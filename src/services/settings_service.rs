use std::sync::Arc;

use chrono::Utc;
use tokio::sync::RwLock;

use crate::database::store::Store;
use crate::error::Result;
use crate::models::platform_settings::{PlatformSettings, SETTINGS_ID};

/// Owns the platform settings singleton.
///
/// The row is read once when the service is built and kept in memory;
/// every save writes through to the store and refreshes the cached copy.
#[derive(Clone)]
pub struct SettingsService {
    store: Arc<dyn Store>,
    current: Arc<RwLock<PlatformSettings>>,
}

impl SettingsService {
    pub async fn load(store: Arc<dyn Store>) -> Result<Self> {
        let settings = store.load_settings().await?;
        tracing::debug!(site_name = %settings.site_name, "platform settings loaded");
        Ok(Self {
            store,
            current: Arc::new(RwLock::new(settings)),
        })
    }

    pub async fn current(&self) -> PlatformSettings {
        self.current.read().await.clone()
    }

    /// Persists `settings` as the singleton whatever id it carries.
    pub async fn save(&self, mut settings: PlatformSettings) -> Result<PlatformSettings> {
        settings.id = SETTINGS_ID;
        settings.updated_at = Utc::now();
        let saved = self.store.save_settings(&settings).await?;
        *self.current.write().await = saved.clone();
        tracing::info!(
            maintenance_mode = saved.maintenance_mode,
            "platform settings updated"
        );
        Ok(saved)
    }
}

#[cfg(test)]
mod tests {
    use super::*;
    use crate::database::MemoryStore;

    #[tokio::test]
    async fn saving_a_fresh_instance_overwrites_the_singleton() {
        let store = Arc::new(MemoryStore::new());
        let service = SettingsService::load(store.clone()).await.unwrap();
        assert_eq!(service.current().await.site_name, "Voluntree");

        let fresh = PlatformSettings {
            id: 42,
            site_name: "Helpers".into(),
            ..PlatformSettings::default()
        };
        let saved = service.save(fresh).await.unwrap();
        assert_eq!(saved.id, SETTINGS_ID);
        assert_eq!(service.current().await.site_name, "Helpers");
        assert_eq!(store.settings_row_count().await, 1);

        let reloaded = SettingsService::load(store.clone()).await.unwrap();
        assert_eq!(reloaded.current().await.site_name, "Helpers");
        assert_eq!(store.settings_row_count().await, 1);
    }
}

**********

Aim of the exercise: Return each full line of the entries that contains the word "Result".

Output for this exercise:
use crate::error::Result;
    pub async fn load(store: Arc<dyn Store>) -> Result<Self> {
    pub async fn save(&self, mut settings: PlatformSettings) -> Result<PlatformSettings> {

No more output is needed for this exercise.